Work required: Determine how many lines in the following listing include "CalibrationConfig". Respond with that number only.

Records to use:
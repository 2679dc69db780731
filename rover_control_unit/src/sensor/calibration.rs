//! IR distance calibration.
//!
//! ```text
//! d = A / (n + B) + C          (n >= ir_max)
//! d = max_distance_mm          (n <  ir_max, too far to resolve)
//! ```
//!
//! The result is clamped to `[0, max_distance_mm]`. With the default curve
//! the two branches meet at `n = ir_max` (800 mm).

use rover_common::control_unit::config::{CalibrationConfig, IrCurve};
use rover_common::sensor::{Channel, Distances, FilteredEstimate};

/// Convert one filtered ADC estimate to millimetres.
#[inline]
pub fn ir_distance(curve: &IrCurve, estimate: f64) -> u32 {
    let max = curve.max_distance_mm;
    if !estimate.is_finite() || estimate < curve.ir_max {
        return max;
    }
    let d = curve.a / (estimate + curve.b) + curve.c;
    if !d.is_finite() {
        return max;
    }
    d.clamp(0.0, f64::from(max)) as u32
}

/// Per-channel calibration for the three proximity sensors.
#[derive(Debug, Clone, Copy, Default)]
pub struct Calibrator {
    curves: CalibrationConfig,
}

impl Calibrator {
    pub const fn new(curves: CalibrationConfig) -> Self {
        Self { curves }
    }

    #[inline]
    pub fn distance(&self, channel: Channel, estimate: f64) -> u32 {
        ir_distance(self.curves.curve(channel), estimate)
    }

    pub fn convert(&self, estimate: &FilteredEstimate) -> Distances {
        Distances {
            left_mm: self.distance(Channel::Left, estimate.left),
            center_mm: self.distance(Channel::Center, estimate.center),
            right_mm: self.distance(Channel::Right, estimate.right),
        }
    }
}

// ─── Tests ──────────────────────────────────────────────────────────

Response: 3